This merely serves as a note taking. There may contain misconceptions or inaccurate explanation.
Async can be viewed as a combination of an event loop plus coroutines in a very simplified setup.
This project requires to run with GraalVM Espresso 24.0 with Scala 3.3.6. Other version may not be working.
In general, Coroutine[1] allows an execution to suspend and resume from where it was left off. Let’s take an example with the following code:
Create an coroutine programme provided with logic that yields values and that may receive from the caller at the line 3, 5, and 7
1.1. the line 3 produces a value 1, and then returns the control to the main function
1.2. the line 5 produces a value 2, and then returns the control to the main function
1.3. the line 7 produces a value 3, and the nreturns the control to the main function
Intruct the main programme how to generate values from the Coroutine programme, i.e., Gen, and provide values to the Gen programme to consume - from the line 14 to 18
2.1. the line 13 instantiates the Gen object
2.2. while loop checks the condition whether Gen instance has more elements that it can produce
2.3. Gen instance execute nextElement() function
producing the values, stored in yielded variable, based on
the logic at line 3, 5, and 7
2.4. main function pass values to Gen instance by its send method
1: class Gen extends Coroutine[String, Int] {
2: override def generate(): Unit = {
3: val received1 = `yield`(1)
4: println(s"Message sent from the caller: ${received1}")

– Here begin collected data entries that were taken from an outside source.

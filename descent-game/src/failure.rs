//! Failure consequences and escalating severity tracking.
use serde::{Deserialize, Serialize};
use std::collections::{BTreeSet, HashMap};

use crate::constants::{
    ENCOUNTER_LOCKOUT_TIER, ENERGY_EXHAUSTED_TIER, ENERGY_LOSS_DEPTH_FACTOR,
    FORCED_RETREAT_MODIFIER_THRESHOLD, FORCED_RETREAT_TIER, ITEM_RISK_DEPTH_FACTOR,
    LOCKOUT_MODIFIER_THRESHOLD, OBJECTIVE_FAILED_TIER, SEVERITY_MAX, SEVERITY_MIN,
    SEVERITY_RELAX_PER_SUCCESS, SEVERITY_STEP_PER_FAILURE, SUCCESS_RATE_CEILING,
    SUCCESS_RATE_FLOOR,
};
use crate::numbers::{clamp_scalar, clamp_unit, depth_contribution, round_f64_to_u32};

/// Failure kinds in increasing base severity.
#[derive(Debug, Clone, Copy, PartialEq, Eq, Hash, PartialOrd, Ord, Serialize, Deserialize)]
#[serde(rename_all = "snake_case")]
pub enum FailureKind {
    EnergyExhausted,
    ObjectiveFailed,
    ForcedRetreat,
    EncounterLockout,
}

const FAILURE_KINDS: [FailureKind; 4] = [
    FailureKind::EnergyExhausted,
    FailureKind::ObjectiveFailed,
    FailureKind::ForcedRetreat,
    FailureKind::EncounterLockout,
];

impl FailureKind {
    #[must_use]
    pub const fn key(self) -> &'static str {
        match self {
            Self::EnergyExhausted => "energy_exhausted",
            Self::ObjectiveFailed => "objective_failed",
            Self::ForcedRetreat => "forced_retreat",
            Self::EncounterLockout => "encounter_lockout",
        }
    }

    /// Unknown keys land on the `objective_failed` tier.
    #[must_use]
    pub fn from_key_or_default(key: &str) -> Self {
        FAILURE_KINDS
            .iter()
            .copied()
            .find(|kind| kind.key() == key)
            .unwrap_or(Self::ObjectiveFailed)
    }

    #[must_use]
    pub const fn label(self) -> &'static str {
        match self {
            Self::EnergyExhausted => "Energy exhausted",
            Self::ObjectiveFailed => "Objective failed",
            Self::ForcedRetreat => "Forced retreat",
            Self::EncounterLockout => "Encounter lockout",
        }
    }

    #[must_use]
    pub const fn base_energy_loss(self) -> u32 {
        self.tier().0
    }

    #[must_use]
    pub const fn base_item_loss_risk(self) -> f64 {
        self.tier().1
    }

    const fn tier(self) -> (u32, f64) {
        match self {
            Self::EnergyExhausted => ENERGY_EXHAUSTED_TIER,
            Self::ObjectiveFailed => OBJECTIVE_FAILED_TIER,
            Self::ForcedRetreat => FORCED_RETREAT_TIER,
            Self::EncounterLockout => ENCOUNTER_LOCKOUT_TIER,
        }
    }
}

/// Retreat and lockout failures both end the encounter on the spot.
#[must_use]
pub const fn should_force_retreat(kind: FailureKind) -> bool {
    matches!(
        kind,
        FailureKind::ForcedRetreat | FailureKind::EncounterLockout
    )
}

#[must_use]
pub const fn should_lockout_encounter(kind: FailureKind) -> bool {
    matches!(kind, FailureKind::EncounterLockout)
}

/// Depth multiplier for energy loss.
#[must_use]
pub fn energy_loss_depth_factor(depth: i32) -> f64 {
    depth_contribution(depth).mul_add(ENERGY_LOSS_DEPTH_FACTOR, 1.0)
}

#[must_use]
pub fn item_risk_depth_factor(depth: i32) -> f64 {
    depth_contribution(depth).mul_add(ITEM_RISK_DEPTH_FACTOR, 1.0)
}

/// Penalties applied when an encounter is failed.
#[derive(Debug, Clone, PartialEq, Serialize, Deserialize)]
pub struct FailureConsequences {
    pub energy_loss: u32,
    pub item_loss_risk: f64,
    pub forced_retreat: bool,
    pub encounter_lockout: bool,
    pub description: String,
}

/// Unscaled failure penalty carried by hazard and risk-event configs.
#[derive(Debug, Clone, PartialEq, Default, Serialize, Deserialize)]
pub struct ConsequenceProfile {
    pub energy_loss: u32,
    pub item_loss_risk: f64,
    #[serde(default)]
    pub forced_retreat: bool,
    #[serde(default)]
    pub encounter_lockout: bool,
}

impl ConsequenceProfile {
    /// Build a depth-scaled profile from `coefficient * scalar^exponent` bases.
    #[must_use]
    pub fn for_depth(
        energy_coefficient: f64,
        risk_coefficient: f64,
        scalar: f64,
        exponent: f64,
        depth: i32,
    ) -> Self {
        let weight = clamp_scalar(scalar).powf(exponent);
        Self {
            energy_loss: round_f64_to_u32(
                energy_coefficient * weight * energy_loss_depth_factor(depth),
            ),
            item_loss_risk: clamp_unit(risk_coefficient * weight * item_risk_depth_factor(depth)),
            forced_retreat: false,
            encounter_lockout: false,
        }
    }

    /// Scale by an option's consequence modifier.
    ///
    /// Modifiers past the retreat and lockout thresholds escalate the outcome
    /// even when the base profile does not.
    #[must_use]
    pub fn scaled(&self, modifier: f64, label: &str) -> FailureConsequences {
        let modifier = modifier.max(0.0);
        let energy_loss = round_f64_to_u32(f64::from(self.energy_loss) * modifier);
        let item_loss_risk = clamp_unit(self.item_loss_risk * modifier);
        let forced_retreat = self.forced_retreat || modifier > FORCED_RETREAT_MODIFIER_THRESHOLD;
        let encounter_lockout = self.encounter_lockout || modifier > LOCKOUT_MODIFIER_THRESHOLD;
        let description = describe(
            label,
            energy_loss,
            item_loss_risk,
            forced_retreat,
            encounter_lockout,
        );
        FailureConsequences {
            energy_loss,
            item_loss_risk,
            forced_retreat,
            encounter_lockout,
            description,
        }
    }
}

/// Success chance that falls as the scalar grows.
#[must_use]
pub fn risk_adjusted_success_rate(base: f64, coefficient: f64, scalar: f64, exponent: f64) -> f64 {
    let penalty = coefficient * clamp_scalar(scalar).powf(exponent);
    (base - penalty).clamp(SUCCESS_RATE_FLOOR, SUCCESS_RATE_CEILING)
}

fn describe(
    label: &str,
    energy_loss: u32,
    item_loss_risk: f64,
    forced_retreat: bool,
    encounter_lockout: bool,
) -> String {
    let mut text = format!(
        "{label}: lose {energy_loss} energy, {:.0}% item loss risk",
        item_loss_risk * 100.0
    );
    if forced_retreat {
        text.push_str(", forced to retreat");
    }
    if encounter_lockout {
        text.push_str(", encounter sealed");
    }
    text
}

/// Persistent failure bookkeeping.
#[derive(Debug, Clone, PartialEq, Serialize, Deserialize)]
pub struct FailureHistory {
    #[serde(default)]
    pub consecutive_failures: HashMap<String, u32>,
    #[serde(default)]
    pub locked_out: BTreeSet<String>,
    #[serde(default)]
    pub total_failures: u32,
    #[serde(default)]
    pub total_successes: u32,
    #[serde(default = "FailureHistory::default_severity")]
    pub severity_multiplier: f64,
}

impl FailureHistory {
    const fn default_severity() -> f64 {
        SEVERITY_MIN
    }
}

impl Default for FailureHistory {
    fn default() -> Self {
        Self {
            consecutive_failures: HashMap::new(),
            locked_out: BTreeSet::new(),
            total_failures: 0,
            total_successes: 0,
            severity_multiplier: Self::default_severity(),
        }
    }
}

#[derive(Debug, Clone, Copy, PartialEq, Serialize, Deserialize)]
pub struct FailureStatistics {
    pub total_failures: u32,
    pub total_successes: u32,
    pub failure_rate: f64,
    pub severity_multiplier: f64,
}

/// Tracks failures across many encounters and turns them into penalties.
#[derive(Debug, Clone, Default)]
pub struct FailureConsequenceManager {
    history: FailureHistory,
}

impl FailureConsequenceManager {
    #[must_use]
    pub fn new() -> Self {
        Self::default()
    }

    /// Restore from a saved history, clamping the severity back into range.
    #[must_use]
    pub fn from_history(mut history: FailureHistory) -> Self {
        history.severity_multiplier = if history.severity_multiplier.is_nan() {
            SEVERITY_MIN
        } else {
            history.severity_multiplier.clamp(SEVERITY_MIN, SEVERITY_MAX)
        };
        Self { history }
    }

    #[must_use]
    pub const fn history(&self) -> &FailureHistory {
        &self.history
    }

    #[must_use]
    pub const fn severity_multiplier(&self) -> f64 {
        self.history.severity_multiplier
    }

    #[must_use]
    pub fn calculate_energy_loss(&self, kind: FailureKind, depth: i32) -> u32 {
        let base = f64::from(kind.base_energy_loss());
        round_f64_to_u32(base * energy_loss_depth_factor(depth) * self.severity_multiplier())
    }

    #[must_use]
    pub fn calculate_item_loss_risk(&self, kind: FailureKind, depth: i32) -> f64 {
        let risk =
            kind.base_item_loss_risk() * item_risk_depth_factor(depth) * self.severity_multiplier();
        clamp_unit(risk.min(1.0))
    }

    #[must_use]
    pub fn consecutive_failures(&self, encounter_id: &str) -> u32 {
        self.history
            .consecutive_failures
            .get(encounter_id)
            .copied()
            .unwrap_or(0)
    }

    /// Count a failure and escalate severity; returns the new streak length.
    pub fn record_failure(&mut self, encounter_id: &str) -> u32 {
        let count = self
            .history
            .consecutive_failures
            .entry(encounter_id.to_string())
            .or_insert(0);
        *count = count.saturating_add(1);
        let streak = *count;
        self.history.total_failures = self.history.total_failures.saturating_add(1);

        let escalated =
            f64::from(streak).mul_add(SEVERITY_STEP_PER_FAILURE, 1.0).min(SEVERITY_MAX);
        self.history.severity_multiplier = self.history.severity_multiplier.max(escalated);
        streak
    }

    pub fn record_success(&mut self, encounter_id: &str) {
        self.history
            .consecutive_failures
            .insert(encounter_id.to_string(), 0);
        self.history.total_successes = self.history.total_successes.saturating_add(1);
        self.history.severity_multiplier =
            (self.history.severity_multiplier - SEVERITY_RELAX_PER_SUCCESS).max(SEVERITY_MIN);
    }

    pub fn lockout_encounter(&mut self, encounter_id: &str) {
        if self.history.locked_out.insert(encounter_id.to_string()) {
            log::info!("encounter {encounter_id} locked out");
        }
    }

    #[must_use]
    pub fn is_encounter_locked_out(&self, encounter_id: &str) -> bool {
        self.history.locked_out.contains(encounter_id)
    }

    #[must_use]
    pub fn locked_out_encounters(&self) -> Vec<String> {
        self.history.locked_out.iter().cloned().collect()
    }

    /// Single entry point for a failed encounter.
    pub fn process_failure_consequences(
        &mut self,
        kind: FailureKind,
        depth: i32,
        encounter_id: &str,
    ) -> FailureConsequences {
        let energy_loss = self.calculate_energy_loss(kind, depth);
        let item_loss_risk = self.calculate_item_loss_risk(kind, depth);
        let forced_retreat = should_force_retreat(kind);
        let encounter_lockout = should_lockout_encounter(kind);
        if encounter_lockout {
            self.lockout_encounter(encounter_id);
        }
        self.record_failure(encounter_id);

        let label = format!("{} at depth {depth}", kind.label());
        FailureConsequences {
            energy_loss,
            item_loss_risk,
            forced_retreat,
            encounter_lockout,
            description: describe(
                &label,
                energy_loss,
                item_loss_risk,
                forced_retreat,
                encounter_lockout,
            ),
        }
    }

    #[must_use]
    pub fn failure_statistics(&self) -> FailureStatistics {
        let failures = self.history.total_failures;
        let successes = self.history.total_successes;
        let attempts = f64::from(failures) + f64::from(successes);
        let failure_rate = if attempts > 0.0 {
            f64::from(failures) / attempts
        } else {
            0.0
        };
        FailureStatistics {
            total_failures: failures,
            total_successes: successes,
            failure_rate,
            severity_multiplier: self.severity_multiplier(),
        }
    }

    /// Forget all history, including lockouts.
    pub fn reset(&mut self) {
        self.history = FailureHistory::default();
    }
}
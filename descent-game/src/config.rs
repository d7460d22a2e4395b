//! Resolver configuration.
use serde::{Deserialize, Serialize};
use thiserror::Error;

use crate::constants::{DEFAULT_RESOLVER_SEED, DEFAULT_STORAGE_KEY};

#[derive(Debug, Clone, PartialEq, Eq, Serialize, Deserialize)]
pub struct ResolverConfig {
    /// Storage slot holding the single active encounter.
    #[serde(default = "ResolverConfig::default_storage_key")]
    pub storage_key: String,
    /// Seed for the encounter-id generator.
    #[serde(default = "ResolverConfig::default_seed")]
    pub seed: u64,
}

impl Default for ResolverConfig {
    fn default() -> Self {
        Self {
            storage_key: Self::default_storage_key(),
            seed: Self::default_seed(),
        }
    }
}

impl ResolverConfig {
    #[must_use]
    pub fn default_storage_key() -> String {
        DEFAULT_STORAGE_KEY.to_string()
    }

    #[must_use]
    pub const fn default_seed() -> u64 {
        DEFAULT_RESOLVER_SEED
    }

    #[must_use]
    pub fn default_config() -> Self {
        Self::default()
    }

    /// Parse a config from JSON, filling unspecified fields with defaults.
    ///
    /// # Errors
    ///
    /// Returns an error if the JSON is malformed or the result fails validation.
    pub fn from_json(json: &str) -> Result<Self, ResolverConfigError> {
        let config: Self = serde_json::from_str(json)
            .map_err(|err| ResolverConfigError::Parse(err.to_string()))?;
        config.validate()?;
        Ok(config)
    }

    /// # Errors
    ///
    /// Returns `ResolverConfigError` when the storage key is unusable.
    pub fn validate(&self) -> Result<(), ResolverConfigError> {
        if self.storage_key.trim().is_empty() {
            return Err(ResolverConfigError::EmptyStorageKey);
        }
        Ok(())
    }
}

/// Errors raised when resolver configuration is unusable.
#[derive(Debug, Error, Clone, PartialEq, Eq)]
pub enum ResolverConfigError {
    #[error("storage key must not be empty")]
    EmptyStorageKey,
    #[error("resolver config unreadable: {0}")]
    Parse(String),
}

#[cfg(test)]
mod tests {
    use super::*;

    #[test]
    fn defaults_validate() {
        let config = ResolverConfig::default_config();
        assert_eq!(config.storage_key, "descent.active_encounter");
        assert_eq!(config.seed, DEFAULT_RESOLVER_SEED);
        assert!(config.validate().is_ok());
    }

    #[test]
    fn json_fills_missing_fields() {
        let config = ResolverConfig::from_json(r#"{ "seed": 42 }"#).unwrap();
        assert_eq!(config.seed, 42);
        assert_eq!(config.storage_key, DEFAULT_STORAGE_KEY);
    }

    #[test]
    fn blank_key_is_rejected() {
        let err = ResolverConfig::from_json(r#"{ "storage_key": "  " }"#).unwrap_err();
        assert_eq!(err, ResolverConfigError::EmptyStorageKey);
        assert!(matches!(
            ResolverConfig::from_json("not json"),
            Err(ResolverConfigError::Parse(_))
        ));
    }
}
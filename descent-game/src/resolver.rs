//! Lifecycle of basic encounters: start, progress, complete.
//!
//! One encounter may be active per resolver. The active encounter is mirrored
//! into a single storage slot so a restarted resolver can pick it back up;
//! storage trouble is logged and otherwise ignored.
use chrono::Utc;
use rand::{RngCore, SeedableRng};
use rand_chacha::ChaCha20Rng;
use serde_json::Value;
use thiserror::Error;

use crate::config::{ResolverConfig, ResolverConfigError};
use crate::encounter::{
    EncounterOutcome, EncounterRequest, EncounterState, EncounterStatus, EncounterType,
    OutcomeKind,
};
use crate::storage::{PersistenceAdapter, StoragePort};

#[derive(Debug, Error, Clone, Copy, PartialEq, Eq)]
pub enum ResolverError {
    #[error("Encounter is already active")]
    AlreadyActive,
    #[error("No active encounter")]
    NoActiveEncounter,
}

pub struct EncounterResolver<S: StoragePort> {
    config: ResolverConfig,
    persistence: PersistenceAdapter<S>,
    rng: ChaCha20Rng,
    current: Option<EncounterState>,
    history: Vec<EncounterState>,
}

impl<S: StoragePort> EncounterResolver<S> {
    /// Build a resolver with the default config and restore any persisted encounter.
    pub fn new(storage: S) -> Self {
        Self::build(storage, ResolverConfig::default_config())
    }

    /// # Errors
    ///
    /// Returns `ResolverConfigError` if the config fails validation.
    pub fn with_config(storage: S, config: ResolverConfig) -> Result<Self, ResolverConfigError> {
        config.validate()?;
        Ok(Self::build(storage, config))
    }

    fn build(storage: S, config: ResolverConfig) -> Self {
        let persistence = PersistenceAdapter::new(storage, config.storage_key.clone());
        let rng = ChaCha20Rng::seed_from_u64(config.seed);
        let mut resolver = Self {
            config,
            persistence,
            rng,
            current: None,
            history: Vec::new(),
        };
        resolver.load_persisted_state();
        resolver
    }

    #[must_use]
    pub const fn config(&self) -> &ResolverConfig {
        &self.config
    }

    #[must_use]
    pub const fn storage(&self) -> &S {
        self.persistence.storage()
    }

    /// Open a new encounter.
    ///
    /// # Errors
    ///
    /// Returns [`ResolverError::AlreadyActive`] while another encounter is active.
    pub fn start_encounter(
        &mut self,
        request: EncounterRequest,
    ) -> Result<&EncounterState, ResolverError> {
        if self.is_encounter_active() {
            return Err(ResolverError::AlreadyActive);
        }
        let start_time = now_millis();
        let id = format!("encounter_{start_time}_{:08x}", self.rng.next_u32());
        log::debug!(
            "starting {} encounter {id} at node {} (depth {})",
            request.encounter_type.key(),
            request.node_id,
            request.depth
        );
        let state = EncounterState {
            id,
            encounter_type: request.encounter_type,
            node_id: request.node_id,
            depth: request.depth,
            energy_cost: request.energy_cost,
            status: EncounterStatus::Active,
            progress: None,
            outcome: None,
            start_time,
            end_time: None,
        };
        self.persistence.write(Some(&state));
        Ok(&*self.current.insert(state))
    }

    /// Replace the progress payload of the active encounter and persist it.
    ///
    /// # Errors
    ///
    /// Returns [`ResolverError::NoActiveEncounter`] if nothing is active.
    pub fn update_encounter_progress(&mut self, progress: Value) -> Result<(), ResolverError> {
        let state = self
            .current
            .as_mut()
            .ok_or(ResolverError::NoActiveEncounter)?;
        state.progress = Some(progress);
        self.persistence.write(Some(&*state));
        Ok(())
    }

    /// Finalize the active encounter, move it into history, and clear the slot.
    ///
    /// # Errors
    ///
    /// Returns [`ResolverError::NoActiveEncounter`] if nothing is active.
    pub fn complete_encounter(
        &mut self,
        result: OutcomeKind,
        outcome: EncounterOutcome,
    ) -> Result<EncounterState, ResolverError> {
        let mut state = self
            .current
            .take()
            .ok_or(ResolverError::NoActiveEncounter)?;
        state.status = if result.is_success() {
            EncounterStatus::Completed
        } else {
            EncounterStatus::Failed
        };
        state.outcome = Some(outcome);
        state.end_time = Some(now_millis());
        log::debug!("encounter {} finished as {:?}", state.id, state.status);

        self.history.push(state.clone());
        self.persistence.clear();
        Ok(state)
    }

    #[must_use]
    pub const fn current_state(&self) -> Option<&EncounterState> {
        self.current.as_ref()
    }

    #[must_use]
    pub fn is_encounter_active(&self) -> bool {
        self.current.as_ref().is_some_and(EncounterState::is_active)
    }

    /// Finished encounters in completion order.
    #[must_use]
    pub fn encounter_history(&self) -> &[EncounterState] {
        &self.history
    }

    /// Drop the active encounter without recording it.
    pub fn clear_encounter_state(&mut self) {
        if let Some(state) = self.current.take() {
            log::debug!("abandoning encounter {}", state.id);
        }
        self.persistence.clear();
    }

    #[must_use]
    pub fn encounter_type(&self) -> Option<EncounterType> {
        self.current.as_ref().map(|state| state.encounter_type)
    }

    #[must_use]
    pub fn encounter_handler(&self) -> Option<&'static str> {
        self.encounter_type().and_then(EncounterType::handler_name)
    }

    /// Only the basic types are handled here.
    #[must_use]
    pub const fn is_valid_encounter_type(encounter_type: EncounterType) -> bool {
        encounter_type.is_basic()
    }

    #[must_use]
    pub fn is_valid_encounter_type_key(key: &str) -> bool {
        EncounterType::from_key(key).is_some_and(Self::is_valid_encounter_type)
    }

    /// Mirror the active encounter into storage, if there is one.
    pub fn save_encounter_state(&self) {
        if let Some(state) = &self.current {
            self.persistence.write(Some(state));
        }
    }

    /// Adopt a well-formed active encounter from storage; anything else is discarded.
    ///
    /// Returns whether a persisted encounter was adopted.
    pub fn load_persisted_state(&mut self) -> bool {
        let Some(state) = self.persistence.restore(is_restorable) else {
            return false;
        };
        log::debug!("restored encounter {}", state.id);
        self.current = Some(state);
        true
    }
}

fn is_restorable(state: &EncounterState) -> bool {
    state.is_active() && !state.id.is_empty() && !state.node_id.is_empty()
}

fn now_millis() -> i64 {
    Utc::now().timestamp_millis()
}

#[cfg(test)]
mod tests {
    use super::*;
    use crate::failure::FailureKind;
    use crate::storage::{MemoryStorage, StoragePort};
    use serde_json::json;

    const SLOT: &str = "descent.active_encounter";

    fn request(encounter_type: EncounterType) -> EncounterRequest {
        EncounterRequest {
            encounter_type,
            node_id: "node-7".into(),
            depth: 2,
            energy_cost: 12,
        }
    }

    #[test]
    fn start_persists_and_rejects_second_start() {
        let storage = MemoryStorage::new();
        let mut resolver = EncounterResolver::new(storage.clone());
        let id = resolver
            .start_encounter(request(EncounterType::TradeOpportunity))
            .unwrap()
            .id
            .clone();
        assert!(id.starts_with("encounter_"));
        assert!(resolver.is_encounter_active());
        assert!(storage.peek(SLOT).is_some());

        let err = resolver
            .start_encounter(request(EncounterType::PuzzleChamber))
            .unwrap_err();
        assert_eq!(err.to_string(), "Encounter is already active");
        assert_eq!(resolver.current_state().map(|s| s.id.as_str()), Some(id.as_str()));
    }

    #[test]
    fn progress_requires_active_encounter() {
        let storage = MemoryStorage::new();
        let mut resolver = EncounterResolver::new(storage.clone());
        assert_eq!(
            resolver.update_encounter_progress(json!({ "step": 1 })),
            Err(ResolverError::NoActiveEncounter)
        );
        resolver
            .start_encounter(request(EncounterType::DiscoverySite))
            .unwrap();
        resolver
            .update_encounter_progress(json!({ "step": 2 }))
            .unwrap();
        let stored = storage.peek(SLOT).unwrap();
        assert_eq!(stored["progress"]["step"], 2);
    }

    #[test]
    fn failure_moves_to_history_as_failed() {
        let storage = MemoryStorage::new();
        let mut resolver = EncounterResolver::new(storage.clone());
        resolver
            .start_encounter(request(EncounterType::PuzzleChamber))
            .unwrap();
        let outcome = EncounterOutcome::failure(FailureKind::EnergyExhausted, 12);
        let finished = resolver
            .complete_encounter(OutcomeKind::Failure, outcome.clone())
            .unwrap();
        assert_eq!(finished.status, EncounterStatus::Failed);
        assert!(finished.end_time.is_some());
        assert_eq!(resolver.encounter_history().len(), 1);
        assert_eq!(resolver.encounter_history()[0].outcome, Some(outcome));
        assert!(resolver.current_state().is_none());
        assert!(storage.is_empty());
    }

    #[test]
    fn handler_lookup_follows_current_type() {
        let storage = MemoryStorage::new();
        let mut resolver = EncounterResolver::new(storage.clone());
        assert_eq!(resolver.encounter_handler(), None);
        resolver
            .start_encounter(request(EncounterType::TradeOpportunity))
            .unwrap();
        assert_eq!(
            resolver.encounter_type(),
            Some(EncounterType::TradeOpportunity)
        );
        assert_eq!(
            resolver.encounter_handler(),
            Some("TradeOpportunityHandler")
        );
        assert!(storage.peek(SLOT).is_some());
        resolver.clear_encounter_state();
        assert!(!resolver.is_encounter_active());
        assert!(resolver.encounter_history().is_empty());
        assert!(storage.peek(SLOT).is_none());
    }

    #[test]
    fn save_rewrites_a_wiped_slot() {
        let storage = MemoryStorage::new();
        let mut resolver = EncounterResolver::new(storage.clone());
        resolver.save_encounter_state();
        assert!(storage.is_empty());

        let id = resolver
            .start_encounter(request(EncounterType::DiscoverySite))
            .unwrap()
            .id
            .clone();
        storage.set_item(SLOT, None).unwrap();
        assert!(storage.peek(SLOT).is_none());

        resolver.save_encounter_state();
        let stored = storage.peek(SLOT).unwrap();
        assert_eq!(stored["id"], id.as_str());
        assert_eq!(stored["status"], "active");
        assert_eq!(stored["type"], "discovery_site");
    }

    #[test]
    fn only_basic_types_are_valid() {
        type Resolver = EncounterResolver<MemoryStorage>;
        assert!(Resolver::is_valid_encounter_type(EncounterType::PuzzleChamber));
        assert!(!Resolver::is_valid_encounter_type(EncounterType::Hazard));
        assert!(Resolver::is_valid_encounter_type_key("discovery_site"));
        assert!(!Resolver::is_valid_encounter_type_key("rest_site"));
        assert!(!Resolver::is_valid_encounter_type_key("dragon_lair"));
    }

    #[test]
    fn seeded_ids_differ_between_starts() {
        let mut resolver = EncounterResolver::new(MemoryStorage::new());
        let first = resolver
            .start_encounter(request(EncounterType::PuzzleChamber))
            .unwrap()
            .id
            .clone();
        resolver.clear_encounter_state();
        let second = resolver
            .start_encounter(request(EncounterType::PuzzleChamber))
            .unwrap()
            .id
            .clone();
        assert_ne!(first, second);
    }

    #[test]
    fn blank_storage_key_is_rejected() {
        let config = ResolverConfig {
            storage_key: String::new(),
            ..ResolverConfig::default_config()
        };
        assert!(matches!(
            EncounterResolver::with_config(MemoryStorage::new(), config),
            Err(ResolverConfigError::EmptyStorageKey)
        ));
    }
}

5: val received2 = `yield`(2)
6: println(s"Message sent from the caller: ${received2}")
7: val received3 = `yield`(3)
8: println(s"Message sent from the caller: ${received3}")
9: }
10: }
11:
12: @main def run(): Unit = {
13: val gen = new Gen()
14: while (gen.hasMoreElements()) {
15: val yielded = gen.nextElement()
16: println("Caller receives a value: ${yielded}")
17: gen.send(s"Caller sends str ${yielded}")
18: }
19: }A simplest event loop[2] setup could be the event loop picking up a task from its backlog and executing that task until the task suspends or completes. The control then is returned to the event loop, and the event loop will pick up the next task to run, until no more pending tasks.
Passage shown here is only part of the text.